**Saved data entries**
- Opening Delimiter -

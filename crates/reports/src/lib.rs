//! `stockbook-reports` — read-side aggregation over items and sales.
//!
//! Everything here is stateless and recomputed from scratch on each request;
//! nothing is cached or incrementally maintained.

pub mod projector;

pub use projector::{
    InventoryValuation, ItemValuation, MonthlySalesBucket, ReportProjector, TopSellingItem,
};
//! Tracing/logging initialization.

use tracing_subscriber::EnvFilter;

/// Initialize tracing/logging for the process.
///
/// Safe to call multiple times (subsequent calls are no-ops).
pub fn init() {
    let filter = EnvFilter::try_from_default_env()
        .unwrap_or_else(|_| EnvFilter::new("info"));

    // JSON logs + timestamps, configurable via RUST_LOG.
    let _ = tracing_subscriber::fmt()
        .with_env_filter(filter)
        .json()
        .with_timer(tracing_subscriber::fmt::time::SystemTime)
        .with_target(false)
        .try_init();
}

- Closing Delimiter -

**What the task requires**
Set the records above down again. Match them exactly.

**Exercise result**
filename crates/reports/src/lib.rs
//! `stockbook-reports` — read-side aggregation over items and sales.
//!
//! Everything here is stateless and recomputed from scratch on each request;
//! nothing is cached or incrementally maintained.

pub mod projector;

pub use projector::{
    InventoryValuation, ItemValuation, MonthlySalesBucket, ReportProjector, TopSellingItem,
};
//! Tracing/logging initialization.

use tracing_subscriber::EnvFilter;

/// Initialize tracing/logging for the process.
///
/// Safe to call multiple times (subsequent calls are no-ops).
pub fn init() {
    let filter = EnvFilter::try_from_default_env()
        .unwrap_or_else(|_| EnvFilter::new("info"));

    // JSON logs + timestamps, configurable via RUST_LOG.
    let _ = tracing_subscriber::fmt()
        .with_env_filter(filter)
        .json()
        .with_timer(tracing_subscriber::fmt::time::SystemTime)
        .with_target(false)
        .try_init();
}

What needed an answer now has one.